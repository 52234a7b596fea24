use core::fmt::{Display, Error as FmtError, Formatter};

use serde_derive::{Deserialize, Serialize};

use crate::core::ics02_client::events as ClientEvents;
use crate::core::ics03_connection::events as ConnectionEvents;
use crate::core::ics04_channel::events as ChannelEvents;
use crate::core::ics04_channel::packet::Packet;
use crate::Height;

/// The kind of an [`IbcEvent`], as reported in transaction results.
#[derive(Debug, Clone, Copy, PartialEq, Eq, Hash, Serialize, Deserialize)]
pub enum IbcEventType {
    NewBlock,
    CreateClient,
    UpdateClient,
    OpenInitConnection,
    OpenTryConnection,
    OpenAckConnection,
    OpenConfirmConnection,
    OpenInitChannel,
    OpenTryChannel,
    OpenAckChannel,
    OpenConfirmChannel,
    SendPacket,
    ReceivePacket,
    WriteAck,
    AckPacket,
    Timeout,
    ChainError,
}

impl IbcEventType {
    pub fn as_str(&self) -> &'static str {
        match *self {
            IbcEventType::NewBlock => "new_block",
            IbcEventType::CreateClient => "create_client",
            IbcEventType::UpdateClient => "update_client",
            IbcEventType::OpenInitConnection => "connection_open_init",
            IbcEventType::OpenTryConnection => "connection_open_try",
            IbcEventType::OpenAckConnection => "connection_open_ack",
            IbcEventType::OpenConfirmConnection => "connection_open_confirm",
            IbcEventType::OpenInitChannel => "channel_open_init",
            IbcEventType::OpenTryChannel => "channel_open_try",
            IbcEventType::OpenAckChannel => "channel_open_ack",
            IbcEventType::OpenConfirmChannel => "channel_open_confirm",
            IbcEventType::SendPacket => "send_packet",
            IbcEventType::ReceivePacket => "receive_packet",
            IbcEventType::WriteAck => "write_acknowledgement",
            IbcEventType::AckPacket => "acknowledge_packet",
            IbcEventType::Timeout => "timeout_packet",
            IbcEventType::ChainError => "chain_error",
        }
    }
}

impl Display for IbcEventType {
    fn fmt(&self, f: &mut Formatter<'_>) -> Result<(), FmtError> {
        write!(f, "{}", self.as_str())
    }
}

/// Why a chain rejected a message, as reported in the transaction result.
#[derive(Debug, Clone, Copy, PartialEq, Eq, Hash, Serialize, Deserialize)]
pub enum RejectionCode {
    /// The destination already holds a receipt for the packet, or the
    /// source no longer holds its commitment.
    Redundant,
    /// The proof height is not covered by a consensus state of the client.
    StaleProof,
    InvalidProof,
    /// The packet can no longer be received because its timeout has passed.
    PacketTimedOut,
    /// Version, ordering or state mismatch.
    ProtocolViolation,
    OutOfGas,
}

impl RejectionCode {
    pub fn as_str(&self) -> &'static str {
        match self {
            RejectionCode::Redundant => "redundant",
            RejectionCode::StaleProof => "stale_proof",
            RejectionCode::InvalidProof => "invalid_proof",
            RejectionCode::PacketTimedOut => "packet_timed_out",
            RejectionCode::ProtocolViolation => "protocol_violation",
            RejectionCode::OutOfGas => "out_of_gas",
        }
    }
}

impl Display for RejectionCode {
    fn fmt(&self, f: &mut Formatter<'_>) -> Result<(), FmtError> {
        write!(f, "{}", self.as_str())
    }
}

/// A message rejected by the chain, with the code and log of the failed delivery.
#[derive(Clone, Debug, PartialEq, Eq, Serialize, Deserialize)]
pub struct ChainError {
    pub code: RejectionCode,
    pub log: String,
}

impl ChainError {
    pub fn new(code: RejectionCode, log: impl Into<String>) -> Self {
        Self {
            code,
            log: log.into(),
        }
    }
}

impl Display for ChainError {
    fn fmt(&self, f: &mut Formatter<'_>) -> Result<(), FmtError> {
        write!(f, "code: {}, log: {}", self.code, self.log)
    }
}

#[derive(Clone, Debug, PartialEq, Eq, Serialize, Deserialize)]
pub enum IbcEvent {
    NewBlock(Height),

    CreateClient(ClientEvents::CreateClient),
    UpdateClient(ClientEvents::UpdateClient),

    OpenInitConnection(ConnectionEvents::OpenInit),
    OpenTryConnection(ConnectionEvents::OpenTry),
    OpenAckConnection(ConnectionEvents::OpenAck),
    OpenConfirmConnection(ConnectionEvents::OpenConfirm),

    OpenInitChannel(ChannelEvents::OpenInit),
    OpenTryChannel(ChannelEvents::OpenTry),
    OpenAckChannel(ChannelEvents::OpenAck),
    OpenConfirmChannel(ChannelEvents::OpenConfirm),

    SendPacket(ChannelEvents::SendPacket),
    ReceivePacket(ChannelEvents::ReceivePacket),
    WriteAcknowledgement(ChannelEvents::WriteAcknowledgement),
    AcknowledgePacket(ChannelEvents::AcknowledgePacket),
    TimeoutPacket(ChannelEvents::TimeoutPacket),

    ChainError(ChainError),
}

impl Display for IbcEvent {
    fn fmt(&self, f: &mut Formatter<'_>) -> Result<(), FmtError> {
        match self {
            IbcEvent::NewBlock(h) => write!(f, "NewBlock({h})"),

            IbcEvent::CreateClient(ev) => write!(f, "CreateClient({ev})"),
            IbcEvent::UpdateClient(ev) => write!(f, "UpdateClient({ev})"),

            IbcEvent::OpenInitConnection(ev) => write!(f, "OpenInitConnection({ev})"),
            IbcEvent::OpenTryConnection(ev) => write!(f, "OpenTryConnection({ev})"),
            IbcEvent::OpenAckConnection(ev) => write!(f, "OpenAckConnection({ev})"),
            IbcEvent::OpenConfirmConnection(ev) => write!(f, "OpenConfirmConnection({ev})"),

            IbcEvent::OpenInitChannel(ev) => write!(f, "OpenInitChannel({ev})"),
            IbcEvent::OpenTryChannel(ev) => write!(f, "OpenTryChannel({ev})"),
            IbcEvent::OpenAckChannel(ev) => write!(f, "OpenAckChannel({ev})"),
            IbcEvent::OpenConfirmChannel(ev) => write!(f, "OpenConfirmChannel({ev})"),

            IbcEvent::SendPacket(ev) => write!(f, "{ev}"),
            IbcEvent::ReceivePacket(ev) => write!(f, "{ev}"),
            IbcEvent::WriteAcknowledgement(ev) => write!(f, "{ev}"),
            IbcEvent::AcknowledgePacket(ev) => write!(f, "{ev}"),
            IbcEvent::TimeoutPacket(ev) => write!(f, "{ev}"),

            IbcEvent::ChainError(ev) => write!(f, "ChainError({ev})"),
        }
    }
}

impl IbcEvent {
    pub fn event_type(&self) -> IbcEventType {
        match self {
            IbcEvent::NewBlock(_) => IbcEventType::NewBlock,
            IbcEvent::CreateClient(_) => IbcEventType::CreateClient,
            IbcEvent::UpdateClient(_) => IbcEventType::UpdateClient,
            IbcEvent::OpenInitConnection(_) => IbcEventType::OpenInitConnection,
            IbcEvent::OpenTryConnection(_) => IbcEventType::OpenTryConnection,
            IbcEvent::OpenAckConnection(_) => IbcEventType::OpenAckConnection,
            IbcEvent::OpenConfirmConnection(_) => IbcEventType::OpenConfirmConnection,
            IbcEvent::OpenInitChannel(_) => IbcEventType::OpenInitChannel,
            IbcEvent::OpenTryChannel(_) => IbcEventType::OpenTryChannel,
            IbcEvent::OpenAckChannel(_) => IbcEventType::OpenAckChannel,
            IbcEvent::OpenConfirmChannel(_) => IbcEventType::OpenConfirmChannel,
            IbcEvent::SendPacket(_) => IbcEventType::SendPacket,
            IbcEvent::ReceivePacket(_) => IbcEventType::ReceivePacket,
            IbcEvent::WriteAcknowledgement(_) => IbcEventType::WriteAck,
            IbcEvent::AcknowledgePacket(_) => IbcEventType::AckPacket,
            IbcEvent::TimeoutPacket(_) => IbcEventType::Timeout,
            IbcEvent::ChainError(_) => IbcEventType::ChainError,
        }
    }

    /// The packet carried by a packet event, if any.
    pub fn packet(&self) -> Option<&Packet> {
        match self {
            IbcEvent::SendPacket(ev) => Some(&ev.packet),
            IbcEvent::ReceivePacket(ev) => Some(&ev.packet),
            IbcEvent::WriteAcknowledgement(ev) => Some(&ev.packet),
            IbcEvent::AcknowledgePacket(ev) => Some(&ev.packet),
            IbcEvent::TimeoutPacket(ev) => Some(&ev.packet),
            _ => None,
        }
    }

    pub fn chain_error(&self) -> Option<&ChainError> {
        match self {
            IbcEvent::ChainError(e) => Some(e),
            _ => None,
        }
    }

    pub fn connection_attributes(&self) -> Option<&ConnectionEvents::Attributes> {
        match self {
            IbcEvent::OpenInitConnection(ev) => Some(ev.attributes()),
            IbcEvent::OpenTryConnection(ev) => Some(ev.attributes()),
            IbcEvent::OpenAckConnection(ev) => Some(ev.attributes()),
            IbcEvent::OpenConfirmConnection(ev) => Some(ev.attributes()),
            _ => None,
        }
    }

    pub fn channel_attributes(&self) -> Option<&ChannelEvents::Attributes> {
        match self {
            IbcEvent::OpenInitChannel(ev) => Some(ev.attributes()),
            IbcEvent::OpenTryChannel(ev) => Some(ev.attributes()),
            IbcEvent::OpenAckChannel(ev) => Some(ev.attributes()),
            IbcEvent::OpenConfirmChannel(ev) => Some(ev.attributes()),
            _ => None,
        }
    }
}

#[cfg(test)]
mod tests {
    use super::*;

    use test_log::test;

    use crate::core::ics04_channel::timeout::TimeoutHeight;
    use crate::test_utils::dummy_packet;
    use crate::timestamp::Timestamp;

    #[test]
    fn packet_events_expose_their_packet() {
        let packet = dummy_packet(3, TimeoutHeight::Never, Timestamp::none());
        let ev = IbcEvent::SendPacket(ChannelEvents::SendPacket {
            packet: packet.clone(),
        });

        assert_eq!(ev.event_type(), IbcEventType::SendPacket);
        assert_eq!(ev.event_type().as_str(), "send_packet");
        assert_eq!(ev.packet(), Some(&packet));

        let err = IbcEvent::ChainError(ChainError::new(RejectionCode::Redundant, "boom"));
        assert_eq!(err.chain_error().map(|e| e.code), Some(RejectionCode::Redundant));
        assert!(err.packet().is_none());
        assert_eq!(
            err.to_string(),
            "ChainError(code: redundant, log: boom)"
        );
    }
}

-*-

→ TASK DETAILS:
Using the data above, state the number of lines that contain the word "WriteAcknowledgement"; add nothing else.

→ ANSWER TO THIS TASK:
4